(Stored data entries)
· · ·

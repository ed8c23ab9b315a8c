//! Seams between the control loop and its model-backed collaborators
//!
//! The loop depends only on these traits, so tests inject scripted
//! implementations and production wires up the LLM-backed ones.

use async_trait::async_trait;

use crate::error::Result;
use crate::passage::Passage;
use crate::verdict::{Adequacy, Groundedness, Relevance};

/// Grades a single retrieved passage against the active question.
#[async_trait]
pub trait RelevanceOracle: Send + Sync {
    async fn assess(&self, question: &str, passage: &Passage) -> Result<Relevance>;
}

/// Grades a generated answer against the passages it was produced from.
#[async_trait]
pub trait GroundednessOracle: Send + Sync {
    async fn assess(&self, documents: &[Passage], generation: &str) -> Result<Groundedness>;
}

/// Grades whether a generated answer resolves the question.
#[async_trait]
pub trait AdequacyOracle: Send + Sync {
    async fn assess(&self, question: &str, generation: &str) -> Result<Adequacy>;
}

/// Reformulates a question for better retrieval. Never returns an empty
/// string; no convergence guarantee, the step budget is the safety net.
#[async_trait]
pub trait QueryRewriter: Send + Sync {
    async fn rewrite(&self, question: &str) -> Result<String>;
}

/// Produces an answer from the supplied passages only. Grounding is a
/// prompted best-effort contract, verified by the groundedness oracle rather
/// than enforced mechanically.
#[async_trait]
pub trait AnswerGenerator: Send + Sync {
    async fn generate(&self, question: &str, documents: &[Passage]) -> Result<String>;
}
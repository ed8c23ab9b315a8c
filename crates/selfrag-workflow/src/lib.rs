//! The self-corrective retrieval control loop
//!
//! Sequences retrieval, passage grading, generation, generation grading and
//! query rewriting until an answer is accepted or the step budget runs out.
//! Collaborators come in through the trait seams in `selfrag-core`; the loop
//! holds no global state and one [`Workflow`] serves concurrent runs.

pub mod config;
pub mod engine;
pub mod state;

pub use config::WorkflowConfig;
pub use engine::Workflow;
pub use state::{RunOutcome, SessionState, WorkflowEvent};
//! Prompt templates for the model-backed callables
//!
//! User-turn templates are minijinja sources rendered with named slots.
//! Every grader asks for a bare yes/no so the verdict parser can enforce the
//! binary schema.

pub const RELEVANCE_SYSTEM: &str = "You are a grader assessing the relevance of a retrieved \
document to a user question. This is not a stringent test; the goal is to filter out erroneous \
retrievals. If the document contains keywords or semantic meaning related to the question, grade \
it as relevant. Answer with a single word, 'yes' or 'no', and nothing else.";

pub const RELEVANCE_USER: &str =
    "Retrieved document:\n\n{{ document }}\n\nUser question: {{ question }}";

pub const GROUNDEDNESS_SYSTEM: &str = "You are a grader assessing whether an answer is grounded \
in and supported by a set of retrieved facts. Answer with a single word, 'yes' or 'no', and \
nothing else. 'yes' means every claim in the answer is supported by the facts.";

pub const GROUNDEDNESS_USER: &str =
    "Set of facts:\n\n{{ facts }}\n\nAnswer:\n\n{{ generation }}";

pub const ADEQUACY_SYSTEM: &str = "You are a grader assessing whether an answer addresses and \
resolves a question. Answer with a single word, 'yes' or 'no', and nothing else. 'yes' means the \
answer resolves the question.";

pub const ADEQUACY_USER: &str =
    "User question:\n\n{{ question }}\n\nAnswer:\n\n{{ generation }}";

pub const REWRITE_SYSTEM: &str = "You are a question re-writer that converts an input question \
into a better version optimized for vector store retrieval. Reason about the underlying semantic \
intent of the question. Reply with the improved question only.";

pub const REWRITE_USER: &str =
    "Here is the initial question:\n\n{{ question }}\n\nFormulate an improved question.";

pub const GENERATE_SYSTEM: &str = "You are an assistant for question-answering tasks. Use the \
retrieved context below to answer the question. If the context does not contain the answer, say \
that you don't know; do not invent facts. Keep the answer concise, three sentences at most, in \
markdown with headings and bullet points where they help.";

pub const GENERATE_USER: &str =
    "Question: {{ question }}\nContext: {{ context }}\nAnswer:";
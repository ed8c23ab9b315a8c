//! Binary grading verdicts
//!
//! Each grading oracle is constrained to a closed two-value enum. Model
//! output is validated immediately after the call; anything outside the
//! schema is a [`RagError::SchemaViolation`], never a silent default.

use serde::{Deserialize, Serialize};

use crate::error::{RagError, Result};

/// Whether a retrieved passage bears on the question.
#[derive(Debug, Clone, Copy, PartialEq, Eq, Serialize, Deserialize)]
#[serde(rename_all = "lowercase")]
pub enum Relevance {
    Relevant,
    Irrelevant,
}

impl Relevance {
    pub fn parse(raw: &str) -> Result<Self> {
        match normalize(raw).as_str() {
            "yes" | "relevant" => Ok(Relevance::Relevant),
            "no" | "irrelevant" => Ok(Relevance::Irrelevant),
            _ => Err(RagError::schema_violation(raw)),
        }
    }

    pub fn is_relevant(self) -> bool {
        self == Relevance::Relevant
    }
}

/// Whether a generated answer's claims are supported by the supplied facts.
#[derive(Debug, Clone, Copy, PartialEq, Eq, Serialize, Deserialize)]
#[serde(rename_all = "lowercase")]
pub enum Groundedness {
    Grounded,
    Ungrounded,
}

impl Groundedness {
    pub fn parse(raw: &str) -> Result<Self> {
        match normalize(raw).as_str() {
            "yes" | "grounded" => Ok(Groundedness::Grounded),
            "no" | "ungrounded" => Ok(Groundedness::Ungrounded),
            _ => Err(RagError::schema_violation(raw)),
        }
    }

    pub fn is_grounded(self) -> bool {
        self == Groundedness::Grounded
    }
}

/// Whether a generated answer resolves the user's question.
#[derive(Debug, Clone, Copy, PartialEq, Eq, Serialize, Deserialize)]
#[serde(rename_all = "lowercase")]
pub enum Adequacy {
    Adequate,
    Inadequate,
}

impl Adequacy {
    pub fn parse(raw: &str) -> Result<Self> {
        match normalize(raw).as_str() {
            "yes" | "adequate" => Ok(Adequacy::Adequate),
            "no" | "inadequate" => Ok(Adequacy::Inadequate),
            _ => Err(RagError::schema_violation(raw)),
        }
    }

    pub fn is_adequate(self) -> bool {
        self == Adequacy::Adequate
    }
}

/// Strips surrounding whitespace, quotes and trailing punctuation before the
/// case-insensitive comparison. Models asked for a bare "yes"/"no" still
/// occasionally wrap it.
fn normalize(raw: &str) -> String {
    raw.trim()
        .trim_matches(|c: char| c == '"' || c == '\'' || c == '.' || c == '!')
        .trim()
        .to_lowercase()
}

#[cfg(test)]
mod tests {
    use super::*;

    #[test]
    fn test_relevance_parse_yes_no() {
        assert_eq!(Relevance::parse("yes").unwrap(), Relevance::Relevant);
        assert_eq!(Relevance::parse("no").unwrap(), Relevance::Irrelevant);
    }

    #[test]
    fn test_parse_is_case_insensitive() {
        assert_eq!(Relevance::parse("Yes").unwrap(), Relevance::Relevant);
        assert_eq!(Groundedness::parse("NO").unwrap(), Groundedness::Ungrounded);
        assert_eq!(Adequacy::parse("  YES ").unwrap(), Adequacy::Adequate);
    }

    #[test]
    fn test_parse_tolerates_quoting() {
        assert_eq!(Relevance::parse("\"yes\"").unwrap(), Relevance::Relevant);
        assert_eq!(Adequacy::parse("no.").unwrap(), Adequacy::Inadequate);
    }

    #[test]
    fn test_parse_enum_words() {
        assert_eq!(Relevance::parse("relevant").unwrap(), Relevance::Relevant);
        assert_eq!(
            Groundedness::parse("grounded").unwrap(),
            Groundedness::Grounded
        );
        assert_eq!(Adequacy::parse("inadequate").unwrap(), Adequacy::Inadequate);
    }

    #[test]
    fn test_parse_rejects_free_text() {
        for raw in ["maybe", "yes, because the document mentions it", ""] {
            let err = Relevance::parse(raw).unwrap_err();
            assert!(matches!(err, RagError::SchemaViolation { .. }), "{raw:?}");
        }
    }

    #[test]
    fn test_parse_is_idempotent() {
        for _ in 0..3 {
            assert_eq!(Groundedness::parse("yes").unwrap(), Groundedness::Grounded);
        }
    }
}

· · ·

Using the data above, show each line where "means" occurs.

nothing else. 'yes' means every claim in the answer is supported by the facts.";
resolves a question. Answer with a single word, 'yes' or 'no', and nothing else. 'yes' means the \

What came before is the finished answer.